Plasmid encoding a tlr3 and fc fusion protein

Abstract

Loss of B cell tolerance and generation of autoreactive anti-nuclear antibodies are hallmarks of systemic lupus erythematosus (SLE) and lupus nephritis. Lupus nephritis is characterized by glomerular and tubulointerstitial inflammation often initiated by the renal glomerular deposition of anti-nuclear immune complexes which trigger subsequent activation of complement, macrophages/monocytes and other innate inflammatory cells. The mechanism of anti-nuclear immunoglobulin accumulation and clearance in lupus nephritis pathogenesis remains largely uncharacterized. Here, we show that innate immune activation in the NZB/W F1 mouse model and in human lupus nephritis biopsies rapidly reduces DNase1 expression in renal cortex proximal tubular cells.
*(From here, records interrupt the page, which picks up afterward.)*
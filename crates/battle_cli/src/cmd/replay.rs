use std::path::PathBuf;

use anyhow::{Context, Result};
use battle_engine::Battle;
use clap::Args;

use crate::models::{read_json, Script};
use crate::output::Transcript;

#[derive(Args, Debug)]
pub struct ReplayArgs {
    /// JSON script with seed, teams and per-turn actions
    #[arg(short, long)]
    pub script: PathBuf,

    /// Print events as JSON lines
    #[arg(long)]
    pub json: bool,
}

pub fn execute(args: ReplayArgs) -> Result<()> {
    let script: Script = read_json(&args.script)?;
    let rules = script.rules.unwrap_or_default();

    let (mut battle, opening) =
        Battle::reset_with_rules(&script.p1, &script.p2, rules, script.seed).context("building the battle")?;
    let mut transcript = Transcript::new(args.json);
    transcript.events(&opening)?;

    for (step, [p1, p2]) in script.turns.into_iter().enumerate() {
        if battle.is_over() {
            tracing::warn!(step, "battle ended before the script did; ignoring the rest");
            break;
        }
        let result = battle
            .step(p1, p2)
            .with_context(|| format!("step {step}: {p1:?} / {p2:?}"))?;
        transcript.events(&result.events)?;
    }

    transcript.summary(battle.state())
}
To overcome the loss of endogenous DNase1, we treated lupus-prone mice with a hyperactive actin resistant variant of DNase1 with improved catalytic activity against nucleic acid-IgG immune complexes and acceptable in vivo pharmacokinetics. Hyperactive DNase1-Fc fusion protein ameliorates nephritis in a murine model of lupus nephritis and reduces immune complex deposition/complement fixation. Taken together, our data suggest that the loss of renal DNase1 through TLR signaling or other innate immune activation impairs clearance of autoreactive anti-nuclear immune complex deposits in the kidney to promote nephritis progression. Our findings provide a therapeutic rationale for using an engineered DNase1-Fc as a potential therapeutic approach in lupus nephritis.